Brief:
Filter the entries beneath this task, copying only the lines that hold the word "AllProvidersFailed".

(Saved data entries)
--- START ---
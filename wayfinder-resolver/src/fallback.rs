//! Ordered provider fallback shared by geocoding and routing.
//!
//! [`Lookup`] describes one operation: how to validate and key a query and
//! how to call a provider for it. [`FallbackResolver`] drives any lookup
//! through the same pipeline: validation, cache, single-flight, then each
//! provider in configured order under the retry policy and cool-down.

use std::hash::Hash;
use std::sync::Arc;
use std::time::Duration;

use futures_util::future::BoxFuture;
use tokio::time::Instant;
use wayfinder_core::{
    Coordinate, ErrorKind, GeocodingProvider, LocationQuery, Operation, ProviderError,
    ProviderFailure, ResolveError, Resolution, RouteKey, RouteQuery, RouteResult, RoutingProvider,
};

use crate::cache::{CacheStats, ResultCache};
use crate::context::CallContext;
use crate::cooldown::CooldownTracker;
use crate::flight::SingleFlight;
use crate::retry::RetryPolicy;

/// One resolvable operation and the provider trait that serves it.
pub trait Lookup: Send + Sync + 'static {
    /// Operation reported in errors and logs.
    const OPERATION: Operation;
    /// Canonical query.
    type Query: Send + Sync;
    /// Normalised cache and single-flight key.
    type Key: Eq + Hash + Clone + Send + Sync;
    /// Canonical result.
    type Output: Clone + Send + Sync;
    /// Provider trait object serving this operation.
    type Provider: ?Sized + Send + Sync;

    /// Reject malformed queries before any provider is called.
    ///
    /// # Errors
    ///
    /// Returns an `InvalidInput` error describing the problem.
    fn validate(query: &Self::Query) -> Result<(), ProviderError>;

    /// Normalised key for `query`.
    fn key(query: &Self::Query) -> Self::Key;

    /// Provider name used in diagnostics and cool-down bookkeeping.
    fn provider_name(provider: &Self::Provider) -> &str;

    /// Issue one call to `provider`.
    fn call<'a>(
        provider: &'a Self::Provider,
        query: &'a Self::Query,
    ) -> BoxFuture<'a, Result<Self::Output, ProviderError>>;
}

/// Free-text location to coordinate.
#[derive(Debug, Clone, Copy)]
pub struct GeocodeLookup;

impl Lookup for GeocodeLookup {
    const OPERATION: Operation = Operation::Geocode;
    type Query = LocationQuery;
    type Key = String;
    type Output = Coordinate;
    type Provider = dyn GeocodingProvider;

    fn validate(query: &LocationQuery) -> Result<(), ProviderError> {
        query.validate()
    }

    fn key(query: &LocationQuery) -> String {
        query.cache_key()
    }

    fn provider_name(provider: &Self::Provider) -> &str {
        provider.name()
    }

    fn call<'a>(
        provider: &'a Self::Provider,
        query: &'a LocationQuery,
    ) -> BoxFuture<'a, Result<Coordinate, ProviderError>> {
        provider.geocode(query)
    }
}

/// Coordinate pair to road distance and duration.
#[derive(Debug, Clone, Copy)]
pub struct RouteLookup;

impl Lookup for RouteLookup {
    const OPERATION: Operation = Operation::Route;
    type Query = RouteQuery;
    type Key = RouteKey;
    type Output = RouteResult;
    type Provider = dyn RoutingProvider;

    fn validate(query: &RouteQuery) -> Result<(), ProviderError> {
        query.validate()
    }

    fn key(query: &RouteQuery) -> RouteKey {
        query.cache_key()
    }

    fn provider_name(provider: &Self::Provider) -> &str {
        provider.name()
    }

    fn call<'a>(
        provider: &'a Self::Provider,
        query: &'a RouteQuery,
    ) -> BoxFuture<'a, Result<RouteResult, ProviderError>> {
        provider.route(query)
    }
}

type Outcome<L> = Result<Resolution<<L as Lookup>::Output>, ResolveError>;

/// Settings shared by every resolver of an engine.
#[derive(Debug, Clone)]
pub struct ResolverSettings {
    /// Retry policy applied to each provider.
    pub retry: RetryPolicy,
    /// Budget applied when the caller supplies no deadline.
    pub default_deadline: Option<Duration>,
    /// Whether concurrent identical queries share one resolution.
    pub single_flight: bool,
}

impl Default for ResolverSettings {
    fn default() -> Self {
        Self {
            retry: RetryPolicy::default(),
            default_deadline: None,
            single_flight: true,
        }
    }
}

/// Tries providers in order until one answers.
pub struct FallbackResolver<L: Lookup> {
    providers: Vec<Arc<L::Provider>>,
    settings: ResolverSettings,
    cache: ResultCache<L::Key, Resolution<L::Output>>,
    cooldown: Arc<CooldownTracker>,
    flight: SingleFlight<L::Key, Outcome<L>>,
}

impl<L: Lookup> std::fmt::Debug for FallbackResolver<L> {
    fn fmt(&self, f: &mut std::fmt::Formatter<'_>) -> std::fmt::Result {
        f.debug_struct("FallbackResolver")
            .field("operation", &L::OPERATION)
            .field("providers", &self.provider_names())
            .field("settings", &self.settings)
            .finish_non_exhaustive()
    }
}

impl<L: Lookup> FallbackResolver<L> {
    /// Create a resolver over `providers`, tried in the given order.
    #[must_use]
    pub fn new(
        providers: Vec<Arc<L::Provider>>,
        settings: ResolverSettings,
        cache: ResultCache<L::Key, Resolution<L::Output>>,
        cooldown: Arc<CooldownTracker>,
    ) -> Self {
        Self {
            providers,
            settings,
            cache,
            cooldown,
            flight: SingleFlight::default(),
        }
    }

    /// Provider names in fallback order.
    #[must_use]
    pub fn provider_names(&self) -> Vec<&str> {
        self.providers
            .iter()
            .map(|provider| L::provider_name(provider))
            .collect()
    }

    /// The resolver's result cache.
    #[must_use]
    pub const fn cache(&self) -> &ResultCache<L::Key, Resolution<L::Output>> {
        &self.cache
    }

    /// Cache counters.
    #[must_use]
    pub fn cache_stats(&self) -> CacheStats {
        self.cache.stats()
    }

    /// Resolve `query`, consulting the cache before any provider.
    ///
    /// # Errors
    ///
    /// Returns [`ResolveError::InvalidInput`] for malformed queries,
    /// [`ResolveError::Cancelled`] when the context's token fires, and
    /// [`ResolveError::AllProvidersFailed`] with one trail entry per
    /// provider when nothing answered.
    pub async fn resolve(&self, query: &L::Query, ctx: &CallContext) -> Outcome<L> {
        L::validate(query).map_err(|err| invalid_input::<L>(&err))?;

        let key = L::key(query);
        if let Some(hit) = self.cache.get(&key) {
            log::debug!("{} cache hit ({})", L::OPERATION, hit.provider);
            return Ok(hit.into_cached());
        }

        let deadline = ctx.effective_deadline(self.settings.default_deadline);
        let work = async {
            if self.settings.single_flight {
                self.flight
                    .run(&key, || self.resolve_in_flight(query, &key, deadline))
                    .await
            } else {
                self.resolve_uncached(query, &key, deadline).await
            }
        };

        tokio::select! {
            biased;
            () = ctx.token().cancelled() => {
                log::debug!("{} cancelled by caller", L::OPERATION);
                Err(ResolveError::Cancelled { operation: L::OPERATION })
            }
            outcome = work => outcome,
        }
    }

    /// Leader side of a flight. A flight for the same key may have finished
    /// and filled the cache after this caller's first lookup missed.
    async fn resolve_in_flight(
        &self,
        query: &L::Query,
        key: &L::Key,
        deadline: Option<Instant>,
    ) -> Outcome<L> {
        if let Some(hit) = self.cache.get(key) {
            log::debug!("{} cache hit on joining flight ({})", L::OPERATION, hit.provider);
            return Ok(hit.into_cached());
        }
        self.resolve_uncached(query, key, deadline).await
    }

    async fn resolve_uncached(
        &self,
        query: &L::Query,
        key: &L::Key,
        deadline: Option<Instant>,
    ) -> Outcome<L> {
        let mut failures = Vec::with_capacity(self.providers.len());
        for provider in &self.providers {
            let name = L::provider_name(provider);
            if let Some(remaining) = self.cooldown.remaining(name) {
                log::debug!("skipping {name}: cooling down for {remaining:?}");
                failures.push(ProviderFailure::skipped(
                    name,
                    ErrorKind::RateLimited,
                    format!("cooling down for another {}s", remaining.as_secs()),
                ));
                continue;
            }

            let outcome = self
                .settings
                .retry
                .run(deadline, || L::call(provider, query))
                .await;
            let error = match outcome.result {
                Ok(value) => {
                    if !failures.is_empty() {
                        log::info!("{} answered by fallback provider {name}", L::OPERATION);
                    }
                    let resolution = Resolution::fresh(value, name);
                    self.cache.insert(key.clone(), resolution.clone());
                    return Ok(resolution.with_fallbacks(failures));
                }
                Err(error) => error,
            };

            log::warn!(
                "{} provider {name} failed after {} attempt(s): {error}",
                L::OPERATION,
                outcome.attempts
            );
            match error.kind() {
                ErrorKind::InvalidInput => return Err(invalid_input::<L>(&error)),
                ErrorKind::RateLimited => self.cooldown.start(name),
                ErrorKind::NotFound | ErrorKind::Unavailable => {}
            }
            failures.push(ProviderFailure::from_error(name, &error, outcome.attempts));
        }

        Err(ResolveError::AllProvidersFailed {
            operation: L::OPERATION,
            failures,
        })
    }
}

fn invalid_input<L: Lookup>(error: &ProviderError) -> ResolveError {
    ResolveError::InvalidInput {
        operation: L::OPERATION,
        message: error.message().to_owned(),
    }
}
--- END ---
Response area:
    /// [`ResolveError::AllProvidersFailed`] with one trail entry per
        Err(ResolveError::AllProvidersFailed {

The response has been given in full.